Acute myeloid leukemia (AML) results from aberrant hematopoietic processes and these changes are frequently initiated by chromosomal translocations. One particular subtype, AML with translocation t(7;12)(q36;p13), is found in children diagnosed before two years of age. The chromosomal breakage points of the t(7;12) have consistently been found to be located after exon 1 in the Motor neuron and pancreas homeobox 1 (MNX1) gene in chromosome 7, and after exon 2 in the ETV6 gene in chromosome 12. The aim of this study is the investigation of the leukomogenic potenial of MNX1 overexpression and MNX1-ETV6 fusion using mouse models, in addition to the molecular pathway through which MNX1 is inducing leukemia.

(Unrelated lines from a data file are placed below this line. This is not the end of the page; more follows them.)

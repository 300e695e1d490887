//! rc-core: Core abstractions and configuration for remocolab
//!
//! This crate provides the seam between provisioning logic and the operating
//! system (commands, HTTP, progress, file locations), plus shared types,
//! credential generation, readiness polling and configuration.

pub mod config;
pub mod credentials;
pub mod error;
pub mod exec;
pub mod http;
pub mod layout;
pub mod readiness;
pub mod session;
pub mod traits;
pub mod types;

#[cfg(any(test, feature = "mock"))]
pub mod mock;

pub use error::{CommandError, ConfigError, HttpError};
pub use layout::SystemLayout;
pub use session::ProvisionSession;
pub use types::{ProvisionOutcome, Stage, TunnelDescriptor, TunnelKind, SSH_COMMON_OPTIONS};
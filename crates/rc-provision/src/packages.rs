//! apt package provisioning
//!
//! A [`PackageTransaction`] collects install and removal marks and applies
//! them with a single apt-get invocation, so the package manager's own
//! all-or-nothing behaviour covers the whole batch.

use std::path::Path;

use rc_core::traits::CommandSpec;
use rc_core::ProvisionSession;

use crate::error::PackageError;

/// Extra options making every apt-get run non-interactive and machine-readable
const APT_OPTIONS: &[&str] = &[
    "-y",
    "-o",
    "APT::Status-Fd=1",
    "-o",
    "Dpkg::Options::=--force-confdef",
    "-o",
    "Dpkg::Options::=--force-confold",
];

/// One line of apt's `APT::Status-Fd` protocol
#[derive(Debug, Clone, PartialEq)]
pub enum AptStatus {
    /// `dlstatus:<item>:<percent>:<description>`
    Fetch { percent: f32, detail: String },
    /// `pmstatus:<package>:<percent>:<description>`
    Install { percent: f32, detail: String },
    /// `pmerror:<package>:<percent>:<message>`
    Error { package: String, detail: String },
}

/// Parse a status line; ordinary apt output yields `None`
pub fn parse_status_line(line: &str) -> Option<AptStatus> {
    let mut fields = line.trim_end().splitn(4, ':');
    let kind = fields.next()?;
    let subject = fields.next()?;
    let percent = fields.next()?.parse::<f32>().ok();
    let detail = fields.next().unwrap_or_default().to_string();

    match kind {
        "dlstatus" => Some(AptStatus::Fetch {
            percent: percent?,
            detail,
        }),
        "pmstatus" => Some(AptStatus::Install {
            percent: percent?,
            detail,
        }),
        "pmerror" => Some(AptStatus::Error {
            package: subject.to_string(),
            detail,
        }),
        _ => None,
    }
}

/// Per-architecture status of a single package, one per line
const STATUS_FORMAT: &str = "-f=${db:Status-Status}\\n";

/// Whether any architecture of a package is installed, given `STATUS_FORMAT`
/// output. Multi-arch packages print one status per architecture.
pub fn reports_installed(statuses: &str) -> bool {
    statuses.lines().any(|status| status.trim() == "installed")
}

/// Installed package names from `dpkg-query -W -f='${Package} ${db:Status-Status}\n'`
pub fn parse_installed_list(output: &str) -> Vec<String> {
    output
        .lines()
        .filter_map(|line| {
            let (name, status) = line.trim().split_once(' ')?;
            (status.trim() == "installed").then(|| name.to_string())
        })
        .collect()
}

/// Packages whose name starts with any of `prefixes`
pub fn select_by_prefix(installed: &[String], prefixes: &[&str]) -> Vec<String> {
    installed
        .iter()
        .filter(|name| prefixes.iter().any(|p| name.starts_with(p)))
        .cloned()
        .collect()
}

fn apt_get(args: &[&str]) -> CommandSpec {
    CommandSpec::new("apt-get")
        .env("DEBIAN_FRONTEND", "noninteractive")
        .args(APT_OPTIONS.iter().copied())
        .args(args.iter().copied())
}

/// Pending package changes for one provisioning session
pub struct PackageTransaction<'a> {
    session: ProvisionSession<'a>,
    to_install: Vec<String>,
    to_remove: Vec<String>,
}

impl<'a> PackageTransaction<'a> {
    pub fn new(session: ProvisionSession<'a>) -> Self {
        Self {
            session,
            to_install: Vec::new(),
            to_remove: Vec::new(),
        }
    }

    /// Packages marked for installation
    pub fn pending_installs(&self) -> &[String] {
        &self.to_install
    }

    /// Packages marked for removal
    pub fn pending_removals(&self) -> &[String] {
        &self.to_remove
    }

    /// Refresh the package indexes and apply available upgrades
    pub async fn refresh_and_upgrade(&mut self) -> Result<(), PackageError> {
        tracing::info!("Refreshing package indexes");
        self.run_apt(apt_get(&["update"])).await?;

        tracing::info!("Upgrading installed packages");
        self.run_apt(apt_get(&["upgrade"])).await?;
        self.session.progress.transaction_complete();
        Ok(())
    }

    /// Whether `name` is currently installed
    pub async fn is_installed(&self, name: &str) -> Result<bool, PackageError> {
        let spec = CommandSpec::new("dpkg-query")
            .args(["-W", STATUS_FORMAT, name]);
        let output = self
            .session
            .runner
            .output(&spec)
            .await
            .map_err(PackageError::Query)?;

        // dpkg-query exits non-zero for packages it has never heard of
        Ok(output.success() && reports_installed(&output.stdout_str()))
    }

    /// Mark packages for installation, skipping the ones already present
    pub async fn install(&mut self, names: &[&str]) -> Result<(), PackageError> {
        for name in names {
            if self.is_installed(name).await? {
                tracing::info!("{} is already installed", name);
            } else if !self.to_install.iter().any(|n| n == name) {
                tracing::info!("Install {}", name);
                self.to_install.push(name.to_string());
            }
        }
        Ok(())
    }

    /// Install a downloaded `.deb` and its dependencies right away
    pub async fn install_local_package(&mut self, path: &Path) -> Result<(), PackageError> {
        if !path.is_file() {
            return Err(PackageError::MissingFile(path.to_path_buf()));
        }
        // apt-get only treats the argument as a file when it contains a slash
        let arg = if path.is_absolute() {
            path.to_string_lossy().into_owned()
        } else {
            format!("./{}", path.display())
        };

        tracing::info!("Installing local package {}", arg);
        self.run_apt(apt_get(&["install", &arg])).await?;
        self.session.progress.transaction_complete();
        Ok(())
    }

    /// Every installed package name
    pub async fn installed_packages(&self) -> Result<Vec<String>, PackageError> {
        let spec = CommandSpec::new("dpkg-query")
            .args(["-W", "-f=${Package} ${db:Status-Status}\\n"]);
        let output = self
            .session
            .runner
            .run(&spec)
            .await
            .map_err(PackageError::Query)?;
        Ok(parse_installed_list(&output.stdout_str()))
    }

    /// Mark for removal every installed package starting with one of `prefixes`
    pub async fn remove_matching(&mut self, prefixes: &[&str]) -> Result<Vec<String>, PackageError> {
        let installed = self.installed_packages().await?;
        let selected = select_by_prefix(&installed, prefixes);

        for name in &selected {
            tracing::info!("Remove {}", name);
            if !self.to_remove.contains(name) {
                self.to_remove.push(name.clone());
            }
        }
        Ok(selected)
    }

    /// Apply every pending mark in one apt-get transaction
    pub async fn commit(&mut self) -> Result<(), PackageError> {
        if self.to_install.is_empty() && self.to_remove.is_empty() {
            tracing::debug!("Nothing to commit");
            return Ok(());
        }

        // `name-` asks apt-get install to remove that package instead
        let mut args = vec!["install".to_string()];
        args.extend(self.to_install.iter().cloned());
        args.extend(self.to_remove.iter().map(|name| format!("{}-", name)));
        let args: Vec<&str> = args.iter().map(String::as_str).collect();

        tracing::info!(
            "Committing package changes ({} to install, {} to remove)",
            self.to_install.len(),
            self.to_remove.len()
        );
        self.run_apt(apt_get(&args)).await?;

        self.to_install.clear();
        self.to_remove.clear();
        self.session.progress.transaction_complete();
        Ok(())
    }

    /// Put back the man pages and docs stripped from a minimized image
    pub async fn restore_minimized_system(&mut self) -> Result<(), PackageError> {
        let spec = CommandSpec::new("unminimize")
            .env("DEBIAN_FRONTEND", "noninteractive")
            .stdin("y\n");
        match self.session.runner.run(&spec).await {
            Ok(_) => Ok(()),
            Err(rc_core::CommandError::Spawn { .. }) => {
                tracing::info!("unminimize not available, image is not minimized");
                Ok(())
            }
            Err(e) => Err(PackageError::Transaction(e)),
        }
    }

    async fn run_apt(&self, spec: CommandSpec) -> Result<(), PackageError> {
        let progress = self.session.progress;
        let mut on_line = |line: &str| match parse_status_line(line) {
            Some(AptStatus::Fetch { percent, detail }) => progress.fetch_progress(percent, &detail),
            Some(AptStatus::Install { percent, detail }) => {
                progress.install_progress(percent, &detail)
            }
            Some(AptStatus::Error { package, detail }) => {
                tracing::warn!("{}: {}", package, detail)
            }
            None => tracing::trace!("apt: {}", line),
        };

        tracing::debug!("exec: {}", spec);
        self.session
            .runner
            .run_streaming(&spec, &mut on_line)
            .await
            .and_then(|output| output.check(&spec))
            .map(|_| ())
            .map_err(PackageError::Transaction)
    }
}

impl Drop for PackageTransaction<'_> {
    fn drop(&mut self) {
        if !self.to_install.is_empty() || !self.to_remove.is_empty() {
            tracing::warn!(
                "Package transaction dropped with uncommitted changes: install {:?}, remove {:?}",
                self.to_install,
                self.to_remove
            );
        }
    }
}
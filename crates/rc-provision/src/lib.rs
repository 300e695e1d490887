//! rc-provision: System provisioning steps for remocolab
//!
//! Each step works through a [`rc_core::ProvisionSession`], so it can run
//! against the real system or against the mock seam in tests.

pub mod desktop;
pub mod error;
pub mod gpu;
pub mod host;
pub mod mount;
pub mod packages;

pub use desktop::setup_desktop;
pub use error::{DesktopError, HostError, MountError, PackageError};
pub use gpu::{detect_gpu, GpuStatus};
pub use host::{setup_host_identity, HostIdentity, HostOptions};
pub use mount::{bind_mount, plan_mount, MountPlan};
pub use packages::PackageTransaction;
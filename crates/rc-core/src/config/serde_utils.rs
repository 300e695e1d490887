//! Shared serialization/deserialization utilities for configuration

/// Duration as whole seconds (u64)
pub mod duration_secs {
    use serde::{self, Deserialize, Deserializer, Serializer};
    use std::time::Duration;

    pub fn serialize<S>(duration: &Duration, serializer: S) -> Result<S::Ok, S::Error>
    where
        S: Serializer,
    {
        serializer.serialize_u64(duration.as_secs())
    }

    pub fn deserialize<'de, D>(deserializer: D) -> Result<Duration, D::Error>
    where
        D: Deserializer<'de>,
    {
        let secs = u64::deserialize(deserializer)?;
        Ok(Duration::from_secs(secs))
    }
}

/// Duration as milliseconds (u64), for the sub-second polling delays
pub mod duration_millis {
    use serde::{self, Deserialize, Deserializer, Serializer};
    use std::time::Duration;

    pub fn serialize<S>(duration: &Duration, serializer: S) -> Result<S::Ok, S::Error>
    where
        S: Serializer,
    {
        serializer.serialize_u64(duration.as_millis() as u64)
    }

    pub fn deserialize<'de, D>(deserializer: D) -> Result<Duration, D::Error>
    where
        D: Deserializer<'de>,
    {
        let millis = u64::deserialize(deserializer)?;
        Ok(Duration::from_millis(millis))
    }
}
//! Configuration management for remocolab

mod desktop;
pub mod serde_utils;
mod tunnel;

pub use desktop::DesktopConfig;
pub use tunnel::{ArgoConfig, NgrokConfig, TunnelConfig};

use serde::{Deserialize, Serialize};
use std::path::{Path, PathBuf};

use crate::error::ConfigError;
use crate::layout::SystemLayout;

/// Get the default configuration directory
pub fn default_config_dir() -> PathBuf {
    dirs::config_dir()
        .unwrap_or_else(|| PathBuf::from("."))
        .join("remocolab")
}

/// Get the default configuration file path
pub fn default_config_path() -> PathBuf {
    default_config_dir().join("config.toml")
}

/// Top-level configuration
#[derive(Debug, Clone, PartialEq, Serialize, Deserialize)]
#[serde(default)]
pub struct RemocolabConfig {
    /// Name of the non-root account created for remote logins
    pub user_name: String,

    /// `ClientAliveInterval` written to sshd_config, in seconds
    pub keep_alive_interval: u32,

    /// Scratch directory for downloads and tunnel logs
    pub work_dir: PathBuf,

    /// Prefix for every system path (`/` outside of tests)
    pub system_root: PathBuf,

    /// Where the external drive is mounted by the notebook
    pub mount_root: PathBuf,

    /// Installed packages starting with these are removed before upgrading
    pub gpu_package_prefixes: Vec<String>,

    /// GPU models that trigger a "reset the runtime" warning
    pub weak_gpu_models: Vec<String>,

    /// Restore the man pages and docs stripped from the minimized image
    pub unminimize: bool,

    pub tunnel: TunnelConfig,

    pub desktop: DesktopConfig,
}

impl Default for RemocolabConfig {
    fn default() -> Self {
        Self {
            user_name: "colab".to_string(),
            keep_alive_interval: 120,
            work_dir: dirs::cache_dir()
                .unwrap_or_else(std::env::temp_dir)
                .join("remocolab"),
            system_root: PathBuf::from("/"),
            mount_root: PathBuf::from("/content/drive/MyDrive"),
            gpu_package_prefixes: vec![
                "nvidia-dkms".to_string(),
                "nvidia-kernel-common".to_string(),
            ],
            weak_gpu_models: vec!["Tesla K80".to_string()],
            unminimize: true,
            tunnel: TunnelConfig::default(),
            desktop: DesktopConfig::default(),
        }
    }
}

impl RemocolabConfig {
    /// Layout of the system this configuration provisions
    pub fn layout(&self) -> SystemLayout {
        SystemLayout::new(&self.system_root)
    }

    /// Reject values that would make provisioning do something odd
    pub fn validate(&self) -> Result<(), ConfigError> {
        let name_ok = !self.user_name.is_empty()
            && self
                .user_name
                .chars()
                .all(|c| c.is_ascii_lowercase() || c.is_ascii_digit() || c == '_' || c == '-')
            && !self.user_name.starts_with('-');
        if !name_ok {
            return Err(ConfigError::Invalid(format!(
                "user_name '{}' is not a valid login name",
                self.user_name
            )));
        }
        if self.user_name == "root" {
            return Err(ConfigError::Invalid(
                "user_name must not be root".to_string(),
            ));
        }
        if self.tunnel.argo.hostname_attempts == 0 {
            return Err(ConfigError::Invalid(
                "tunnel.argo.hostname_attempts must be at least 1".to_string(),
            ));
        }
        self.tunnel.ngrok.warmup.validate("tunnel.ngrok.warmup")?;
        self.tunnel.argo.warmup.validate("tunnel.argo.warmup")?;
        self.desktop.validate()
    }
}

/// Load configuration from a file
pub fn load_config<T: serde::de::DeserializeOwned>(path: &Path) -> Result<T, ConfigError> {
    if !path.exists() {
        return Err(ConfigError::NotFound(path.to_path_buf()));
    }

    let content = std::fs::read_to_string(path)
        .map_err(|e| ConfigError::Invalid(format!("Failed to read config: {}", e)))?;

    let config: T = toml::from_str(&content)?;
    Ok(config)
}

/// Save configuration to a file
pub fn save_config<T: serde::Serialize>(path: &Path, config: &T) -> Result<(), ConfigError> {
    let content = toml::to_string_pretty(config)?;

    // Ensure parent directory exists
    if let Some(parent) = path.parent() {
        std::fs::create_dir_all(parent)
            .map_err(|e| ConfigError::Invalid(format!("Failed to create config dir: {}", e)))?;
    }

    std::fs::write(path, content)
        .map_err(|e| ConfigError::Invalid(format!("Failed to write config: {}", e)))?;

    Ok(())
}

#[cfg(test)]
mod tests {
    use super::*;
    use crate::types::TunnelKind;
    use std::time::Duration;

    #[test]
    fn test_defaults_roundtrip_through_toml() {
        let dir = tempfile::tempdir().unwrap();
        let path = dir.path().join("nested").join("config.toml");

        let config = RemocolabConfig::default();
        save_config(&path, &config).unwrap();
        let loaded: RemocolabConfig = load_config(&path).unwrap();

        assert_eq!(loaded, config);
    }

    #[test]
    fn test_partial_file_uses_defaults() {
        let dir = tempfile::tempdir().unwrap();
        let path = dir.path().join("config.toml");
        std::fs::write(
            &path,
            r#"
user_name = "student"

[tunnel]
kind = "argo"

[tunnel.argo]
hostname_attempts = 5
hostname_interval = 3
"#,
        )
        .unwrap();

        let config: RemocolabConfig = load_config(&path).unwrap();
        assert_eq!(config.user_name, "student");
        assert_eq!(config.keep_alive_interval, 120);
        assert_eq!(config.tunnel.kind, TunnelKind::Argo);
        assert_eq!(config.tunnel.argo.hostname_attempts, 5);
        assert_eq!(config.tunnel.argo.hostname_interval, Duration::from_secs(3));
        assert_eq!(config.tunnel.argo.metrics_port, 49589);
    }

    #[test]
    fn test_missing_file() {
        let err = load_config::<RemocolabConfig>(Path::new("/nonexistent/remocolab.toml"))
            .unwrap_err();
        assert!(matches!(err, ConfigError::NotFound(_)));
    }

    #[test]
    fn test_validate_rejects_bad_user() {
        let mut config = RemocolabConfig::default();
        assert!(config.validate().is_ok());

        config.user_name = "root".to_string();
        assert!(config.validate().is_err());

        config.user_name = "Bad Name".to_string();
        assert!(config.validate().is_err());
    }

    #[test]
    fn test_validate_rejects_bad_backoff_multiplier() {
        let dir = tempfile::tempdir().unwrap();
        let path = dir.path().join("config.toml");
        std::fs::write(
            &path,
            r#"
[tunnel.ngrok.warmup]
multiplier = -1.0
"#,
        )
        .unwrap();

        let config: RemocolabConfig = load_config(&path).unwrap();
        let err = config.validate().unwrap_err();

        assert!(matches!(err, ConfigError::Invalid(_)));
        assert!(err.to_string().contains("tunnel.ngrok.warmup.multiplier"));

        let mut config = RemocolabConfig::default();
        config.tunnel.argo.warmup.multiplier = f64::NAN;
        assert!(config.validate().is_err());
    }
}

Fetal liver hematopietic cells from C57BL/6 mice were retrovirally transfected with MNX1 and transplanted into 10-12 weeks old NOD.Cg-KitW-41J Tyr + Prkdcscid Il2rgtm1Wjl/ThomJ (NBSGW) mice. After establishment of leukmeia in the NBSGW mice, cells were collected from the bone marrow for ATAC and H3K27me3 Act-Seq. Negative control of fetal liver hematopietic cells from C57BL/6 mice retrovirally transfected with empty vector were used.